Saved entries:

//! Global derived calculations.
//!
//! Recomputed from the full material list on every request, independent of
//! which rule won, so the audit layer always receives one consistent numeric
//! summary. Percentages are plain decimal numbers; explanations render them
//! with exactly two decimals.

use crate::agreements;
use crate::hs;
use crate::types::{DerivedCalculations, OriginCalculationRequest};

/// Compute the request-wide numeric summary.
pub fn derive(request: &OriginCalculationRequest) -> DerivedCalculations {
    let originating: f64 = request
        .materials
        .iter()
        .filter(|m| agreements::is_originating(&request.trade_agreement, &m.origin))
        .map(|m| m.value)
        .sum();
    let non_originating: f64 = request
        .materials
        .iter()
        .filter(|m| !agreements::is_originating(&request.trade_agreement, &m.origin))
        .map(|m| m.value)
        .sum();

    let (rvc, max_nom) = if request.product_value > 0.0 {
        (
            originating / request.product_value * 100.0,
            non_originating / request.product_value * 100.0,
        )
    } else {
        (0.0, 0.0)
    };

    DerivedCalculations {
        rvc,
        max_nom,
        change_of_tariff: request
            .materials
            .iter()
            .all(|m| hs::heading_differs(&m.hs_code, &request.hs_code)),
        wholly_obtained: request
            .materials
            .iter()
            .all(|m| agreements::is_originating(&request.trade_agreement, &m.origin)),
    }
}

/// Render a percentage with two decimals, e.g. `65.00%`.
pub fn fmt_pct(value: f64) -> String {
    format!("{:.2}%", value)
}

#[cfg(test)]
mod tests {
    use super::*;
    use crate::types::Material;

    fn material(hs: &str, origin: &str, value: f64) -> Material {
        Material {
            hs_code: hs.to_string(),
            origin: origin.to_string(),
            value,
            percentage: None,
            description: None,
        }
    }

    fn request(materials: Vec<Material>, product_value: f64) -> OriginCalculationRequest {
        OriginCalculationRequest {
            product_sku: "SKU-1".to_string(),
            hs_code: "390110".to_string(),
            trade_agreement: "CETA".to_string(),
            materials,
            product_value,
            manufacturing_processes: vec![],
        }
    }

    #[test]
    fn test_rvc_and_max_nom_shares() {
        let calc = derive(&request(
            vec![material("290110", "DE", 650.0), material("281000", "CN", 200.0)],
            1000.0,
        ));
        assert!((calc.rvc - 65.0).abs() < 1e-9);
        assert!((calc.max_nom - 20.0).abs() < 1e-9);
        assert!(calc.change_of_tariff);
        assert!(!calc.wholly_obtained);
    }

    #[test]
    fn test_wholly_obtained_flag() {
        let calc = derive(&request(vec![material("290110", "CA", 100.0)], 1000.0));
        assert!(calc.wholly_obtained);
    }

    #[test]
    fn test_change_of_tariff_false_when_heading_shared() {
        let calc = derive(&request(vec![material("390120", "DE", 100.0)], 1000.0));
        assert!(!calc.change_of_tariff);
    }

    #[test]
    fn test_zero_product_value_renders_zero_shares() {
        let calc = derive(&request(vec![material("290110", "CN", 100.0)], 0.0));
        assert_eq!(calc.rvc, 0.0);
        assert_eq!(calc.max_nom, 0.0);
    }

    #[test]
    fn test_pct_rendering() {
        assert_eq!(fmt_pct(65.0), "65.00%");
        assert_eq!(fmt_pct(33.333), "33.33%");
    }
}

WHAT THE TASK ASKS: Work through the data and count each line holding the string "DerivedCalculations". Give only that count.

RESULT: 3